**Requirement:** For every entry below, retype it exactly as it reads.

**Entries provided:**
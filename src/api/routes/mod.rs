//! Route handlers for the REST API
//!
//! Handlers are organized by domain:
//! - [`download`] — Download job submission
//! - [`files`] — Completed artifact retrieval
//! - [`system`] — Health and OpenAPI

use serde::{Deserialize, Serialize};
use utoipa::ToSchema;

mod download;
mod files;
mod system;

// Re-export all handlers so `routes::function_name` continues to work
pub use download::*;
pub use files::*;
pub use system::*;

// ============================================================================
// Request/Response Types
// ============================================================================

/// Request body for POST /download
#[derive(Debug, Deserialize, Serialize, ToSchema)]
pub struct DownloadRequest {
    /// Source media URL to download from
    pub url: String,
    /// Quality/format choice code: "1" (low video), "2" (medium video),
    /// "3" (high video), "4" (mp3 audio)
    pub choice: String,
}

/// Response body for a completed download job
#[derive(Debug, Deserialize, Serialize, ToSchema)]
pub struct DownloadResponse {
    /// Publicly fetchable URL for the produced file
    pub download_url: String,
}
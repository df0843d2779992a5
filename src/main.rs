//! media-dl service binary.
//!
//! Wires configuration, the yt-dlp engine, and the download orchestrator
//! together and serves the REST API until a termination signal arrives.

use media_dl::api::start_api_server;
use media_dl::{Config, DownloadOrchestrator, Error, YtDlpEngine};
use std::sync::Arc;
use tracing_subscriber::EnvFilter;

#[tokio::main]
async fn main() -> media_dl::Result<()> {
    tracing_subscriber::fmt()
        .with_env_filter(
            EnvFilter::try_from_default_env()
                .unwrap_or_else(|_| "media_dl=info,tower_http=info".into()),
        )
        .init();

    let config = Arc::new(Config::from_env()?);

    tokio::fs::create_dir_all(&config.download.download_dir).await?;
    tracing::info!(
        dir = %config.download.download_dir.display(),
        "Download directory ready"
    );

    let engine = YtDlpEngine::from_config(&config).ok_or_else(|| Error::Config {
        message: "yt-dlp executable not found in PATH".to_string(),
        key: None,
    })?;

    if !config.tools.ffmpeg_path.exists() {
        tracing::warn!(
            path = %config.tools.ffmpeg_path.display(),
            "ffmpeg not found at configured path, download requests will fail"
        );
    }

    let orchestrator = Arc::new(DownloadOrchestrator::new(config.clone(), Arc::new(engine)));

    start_api_server(orchestrator, config).await
}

**Reply to the exercise:**
filename src/api/routes/mod.rs
//! Route handlers for the REST API
//!
//! Handlers are organized by domain:
//! - [`download`] — Download job submission
//! - [`files`] — Completed artifact retrieval
//! - [`system`] — Health and OpenAPI

use serde::{Deserialize, Serialize};
use utoipa::ToSchema;

mod download;
mod files;
mod system;

// Re-export all handlers so `routes::function_name` continues to work
pub use download::*;
pub use files::*;
pub use system::*;

// ============================================================================
// Request/Response Types
// ============================================================================

/// Request body for POST /download
#[derive(Debug, Deserialize, Serialize, ToSchema)]
pub struct DownloadRequest {
    /// Source media URL to download from
    pub url: String,
    /// Quality/format choice code: "1" (low video), "2" (medium video),
    /// "3" (high video), "4" (mp3 audio)
    pub choice: String,
}

/// Response body for a completed download job
#[derive(Debug, Deserialize, Serialize, ToSchema)]
pub struct DownloadResponse {
    /// Publicly fetchable URL for the produced file
    pub download_url: String,
}
repository df0843d2779992a5
filename src/main.rs
//! media-dl service binary.
//!
//! Wires configuration, the yt-dlp engine, and the download orchestrator
//! together and serves the REST API until a termination signal arrives.

use media_dl::api::start_api_server;
use media_dl::{Config, DownloadOrchestrator, Error, YtDlpEngine};
use std::sync::Arc;
use tracing_subscriber::EnvFilter;

#[tokio::main]
async fn main() -> media_dl::Result<()> {
    tracing_subscriber::fmt()
        .with_env_filter(
            EnvFilter::try_from_default_env()
                .unwrap_or_else(|_| "media_dl=info,tower_http=info".into()),
        )
        .init();

    let config = Arc::new(Config::from_env()?);

    tokio::fs::create_dir_all(&config.download.download_dir).await?;
    tracing::info!(
        dir = %config.download.download_dir.display(),
        "Download directory ready"
    );

    let engine = YtDlpEngine::from_config(&config).ok_or_else(|| Error::Config {
        message: "yt-dlp executable not found in PATH".to_string(),
        key: None,
    })?;

    if !config.tools.ffmpeg_path.exists() {
        tracing::warn!(
            path = %config.tools.ffmpeg_path.display(),
            "ffmpeg not found at configured path, download requests will fail"
        );
    }

    let orchestrator = Arc::new(DownloadOrchestrator::new(config.clone(), Arc::new(engine)));

    start_api_server(orchestrator, config).await
}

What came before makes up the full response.